Violation of these rules causes premature synthesis without external AI input.

### Step 3: BACKGROUND WAIT

**IMMEDIATELY** after Step 2 (in the very next message), run this as a **background** Bash command:

```bash
python3 ~/.claude/skills/ultra-verify/scripts/verify_wait.py "${SESSION_PATH}" --timeout 1200
```

Use `run_in_background: true` (no Bash 600s limit for background tasks). The script polls every 3s for up to 20 minutes.

Two exit conditions:
1. **Output ready**: output file non-empty (size > 0) and size unchanged between consecutive polls → `status: "complete"`
2. **Timeout**: reached 1200s limit → `status: "timeout"`

Always exit 0. Result expressed via JSON `status` field.

When the background task completes, read the JSON output and proceed to Step 4.

### Step 4: Collect + Synthesize (REQUIRES Step 3 JSON)

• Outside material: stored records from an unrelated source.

//! Error types and HTTP response conversion

use axum::{
    http::StatusCode,
    response::{IntoResponse, Response},
    Json,
};
use mongodb::error::{ErrorKind, WriteFailure};
use serde::Serialize;
use std::fmt;
use thiserror::Error as ThisError;

/// Result type alias using the application error
pub type Result<T> = std::result::Result<T, Error>;

/// Main error type.
///
/// Operational variants (`BadRequest` through `RateLimitExceeded`) carry a
/// user-safe message that is surfaced verbatim. `Database`, `External`,
/// `Config` and `Internal` are unexpected faults: their detail goes to the
/// server log only and the client receives a generic message.
#[derive(Debug, ThisError)]
pub enum Error {
    /// Configuration error
    #[error("Configuration error: {0}")]
    Config(Box<figment::Error>),

    /// Malformed input, bad identifier, invalid reset token
    #[error("{0}")]
    BadRequest(String),

    /// Missing/invalid/expired credentials
    #[error("{0}")]
    Unauthorized(String),

    /// Authenticated but insufficient role
    #[error("{0}")]
    Forbidden(String),

    /// No such resource
    #[error("{0}")]
    NotFound(String),

    /// Uniqueness violation
    #[error("{0}")]
    Conflict(String),

    /// Schema/DTO validation failure
    #[error("Invalid input data. {0}")]
    Validation(String),

    /// Rate limit exceeded
    #[error("Too many requests from this IP, please try again in an hour!")]
    RateLimitExceeded,

    /// Unexpected database failure
    #[error("{0}")]
    Database(Box<mongodb::error::Error>),

    /// Upstream collaborator (payments, email) failure
    #[error("External service error: {0}")]
    External(String),

    /// Unexpected internal fault
    #[error("Internal error: {0}")]
    Internal(String),
}

/// Error response body.
///
/// `status` follows the API envelope convention: `"fail"` for client errors,
/// `"error"` for server faults.
#[derive(Debug, Serialize)]
pub struct ErrorResponse {
    pub status: &'static str,
    pub message: String,
}

impl ErrorResponse {
    pub fn new(status_code: StatusCode, message: impl Into<String>) -> Self {
        Self {
            status: if status_code.is_client_error() {
                "fail"
            } else {
                "error"
            },
            message: message.into(),
        }
    }
}

impl fmt::Display for ErrorResponse {
    fn fmt(&self, f: &mut fmt::Formatter<'_>) -> fmt::Result {
        write!(f, "{}", self.message)
    }
}

impl Error {
    /// HTTP status this error maps to.
    pub fn status_code(&self) -> StatusCode {
        match self {
            Self::BadRequest(_) | Self::Validation(_) => StatusCode::BAD_REQUEST,
            Self::Unauthorized(_) => StatusCode::UNAUTHORIZED,
            Self::Forbidden(_) => StatusCode::FORBIDDEN,
            Self::NotFound(_) => StatusCode::NOT_FOUND,
            Self::Conflict(_) => StatusCode::CONFLICT,
            Self::RateLimitExceeded => StatusCode::TOO_MANY_REQUESTS,
            Self::External(_) => StatusCode::BAD_GATEWAY,
            Self::Config(_) | Self::Database(_) | Self::Internal(_) => {
                StatusCode::INTERNAL_SERVER_ERROR
            }
        }
    }

    /// Whether this is an anticipated, user-facing failure.
    pub fn is_operational(&self) -> bool {
        !matches!(
            self,
            Self::Config(_) | Self::Database(_) | Self::Internal(_) | Self::External(_)
        )
    }

    /// The message the client is allowed to see.
    pub fn public_message(&self) -> String {
        if self.is_operational() {
            self.to_string()
        } else {
            "Something went wrong.".to_string()
        }
    }
}

impl IntoResponse for Error {
    fn into_response(self) -> Response {
        let status = self.status_code();

        if !self.is_operational() {
            tracing::error!(status = %status, "unexpected error: {self}");
        }

        let body = ErrorResponse::new(status, self.public_message());
        (status, Json(body)).into_response()
    }
}

fn duplicate_key(err: &mongodb::error::Error) -> bool {
    match &*err.kind {
        ErrorKind::Write(WriteFailure::WriteError(we)) => we.code == 11000,
        ErrorKind::Command(ce) => ce.code == 11000,
        _ => false,
    }
}

impl From<mongodb::error::Error> for Error {
    fn from(err: mongodb::error::Error) -> Self {
        if duplicate_key(&err) {
            Error::Conflict("Duplicate field value. Please use another value!".to_string())
        } else {
            Error::Database(Box::new(err))
        }
    }
}

impl From<bson::oid::Error> for Error {
    fn from(err: bson::oid::Error) -> Self {
        Error::BadRequest(format!("Invalid id: {err}"))
    }
}

impl From<jsonwebtoken::errors::Error> for Error {
    fn from(err: jsonwebtoken::errors::Error) -> Self {
        use jsonwebtoken::errors::ErrorKind as JwtKind;
        match err.kind() {
            JwtKind::ExpiredSignature => {
                Error::Unauthorized("Your token has expired! Please log in again.".to_string())
            }
            _ => Error::Unauthorized("Invalid token. Please log in again!".to_string()),
        }
    }
}

impl From<validator::ValidationErrors> for Error {
    fn from(err: validator::ValidationErrors) -> Self {
        let mut messages: Vec<String> = err
            .field_errors()
            .iter()
            .flat_map(|(field, errors)| {
                errors.iter().map(move |e| match &e.message {
                    Some(msg) => format!("{field}: {msg}"),
                    None => format!("{field}: {}", e.code),
                })
            })
            .collect();
        messages.sort();
        Error::Validation(messages.join(". "))
    }
}

impl From<figment::Error> for Error {
    fn from(err: figment::Error) -> Self {
        Error::Config(Box::new(err))
    }
}

impl From<serde_json::Error> for Error {
    fn from(err: serde_json::Error) -> Self {
        Error::Internal(format!("JSON encoding failed: {err}"))
    }
}

impl From<std::io::Error> for Error {
    fn from(err: std::io::Error) -> Self {
        Error::Internal(format!("I/O error: {err}"))
    }
}

impl From<reqwest::Error> for Error {
    fn from(err: reqwest::Error) -> Self {
        Error::External(err.to_string())
    }
}

impl From<axum::extract::multipart::MultipartError> for Error {
    fn from(err: axum::extract::multipart::MultipartError) -> Self {
        Error::BadRequest(format!("Invalid multipart payload: {err}"))
    }
}

#[cfg(test)]
mod tests {
    use super::*;

    #[test]
    fn test_status_codes() {
        assert_eq!(
            Error::BadRequest("x".into()).status_code(),
            StatusCode::BAD_REQUEST
        );
        assert_eq!(
            Error::Unauthorized("x".into()).status_code(),
            StatusCode::UNAUTHORIZED
        );
        assert_eq!(
            Error::Forbidden("x".into()).status_code(),
            StatusCode::FORBIDDEN
        );
        assert_eq!(
            Error::NotFound("x".into()).status_code(),
            StatusCode::NOT_FOUND
        );
        assert_eq!(
            Error::Conflict("x".into()).status_code(),
            StatusCode::CONFLICT
        );
        assert_eq!(
            Error::RateLimitExceeded.status_code(),
            StatusCode::TOO_MANY_REQUESTS
        );
        assert_eq!(
            Error::Internal("x".into()).status_code(),
            StatusCode::INTERNAL_SERVER_ERROR
        );
    }

    #[test]
    fn test_error_response_status_field() {
        let fail = ErrorResponse::new(StatusCode::NOT_FOUND, "missing");
        assert_eq!(fail.status, "fail");

        let error = ErrorResponse::new(StatusCode::INTERNAL_SERVER_ERROR, "boom");
        assert_eq!(error.status, "error");
    }

    #[test]
    fn test_internal_detail_is_not_leaked() {
        let err = Error::Internal("secret connection string".into());
        assert_eq!(err.public_message(), "Something went wrong.");

        let err = Error::NotFound("No tour found with that ID".into());
        assert_eq!(err.public_message(), "No tour found with that ID");
    }

    #[test]
    fn test_malformed_object_id_maps_to_bad_request() {
        let err: Error = bson::oid::ObjectId::parse_str("not-an-id").unwrap_err().into();
        assert!(matches!(err, Error::BadRequest(_)));
    }

    #[test]
    fn test_garbage_token_maps_to_unauthorized() {
        let decode = jsonwebtoken::decode::<serde_json::Value>(
            "garbage",
            &jsonwebtoken::DecodingKey::from_secret(b"secret"),
            &jsonwebtoken::Validation::new(jsonwebtoken::Algorithm::HS256),
        );
        let err: Error = decode.unwrap_err().into();
        assert!(matches!(err, Error::Unauthorized(_)));
        assert_eq!(err.status_code(), StatusCode::UNAUTHORIZED);
    }

    #[test]
    fn test_validation_errors_join_messages() {
        use validator::Validate;

        #[derive(Validate)]
        struct Probe {
            #[validate(length(min = 8, message = "must be at least 8 characters"))]
            password: String,
            #[validate(email(message = "must be a valid email"))]
            email: String,
        }

        let probe = Probe {
            password: "short".into(),
            email: "nope".into(),
        };
        let err: Error = probe.validate().unwrap_err().into();
        let text = err.to_string();
        assert!(text.contains("password: must be at least 8 characters"));
        assert!(text.contains("email: must be a valid email"));
    }
}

**Do NOT enter this step without the JSON output from Step 3.**

1. **Parse the wait script JSON** — extract `gemini.status` and `codex.status`
2. **Read output files** only for AIs with `"complete"` status
3. **Compute confidence** — see `references/confidence-system.md`
4. **Write synthesis** — see `references/collab-protocol.md` for template

If both AIs failed → Claude-only analysis with explicit warning.
If one AI failed → two-way synthesis, note missing perspective.

### Session Structure

```
.ultra/collab/<SESSION_ID>/
  ├── metadata.json
  ├── claude-analysis.md
  ├── gemini-output.md
  ├── codex-output.md
  └── synthesis.md
```

## Modes

- **decision** — Architecture/design decisions with three independent recommendations
- **diagnose** — Bug diagnosis with three sets of top-3 hypotheses, ranked by consensus
- **audit** — Code audit with findings graded by consensus count (3=critical, 2=high, 1=investigate)
- **estimate** — Effort estimation with confidence based on estimate convergence

## Confidence System

| Level | Agreement | Meaning |
|-------|-----------|---------|
| **Consensus** | 3/3 agree | Highest confidence — strongly recommended |
| **Majority** | 2/3 agree | High confidence — investigate the dissenting view |
| **No Consensus** | All differ | Low confidence — decompose the problem or gather more data |

## Degraded Operation

- **One AI fails**: Continue with two-way comparison, note the missing perspective
- **Two AIs fail**: Claude-only analysis with explicit warning about reduced confidence
- Never block the workflow on external AI failures

## Reference Files

Read these when you need details beyond what's in this SKILL.md:

- **`references/orchestration-flow.md`** — READ when setting up session dirs, collecting results, or writing metadata.json. Contains session setup commands, parallel invocation patterns, result collection steps, and metadata schema.
- **`references/cross-verify-modes.md`** — READ when you need mode-specific prompt templates or scoring criteria. Contains detailed definitions for decision/diagnose/audit/estimate modes.
- **`references/confidence-system.md`** — READ when computing confidence scores. Contains consensus calculation rules and thresholds.
- **`references/collab-protocol.md`** — READ when writing synthesis reports. Contains core principles, synthesis report template, session management, and error handling.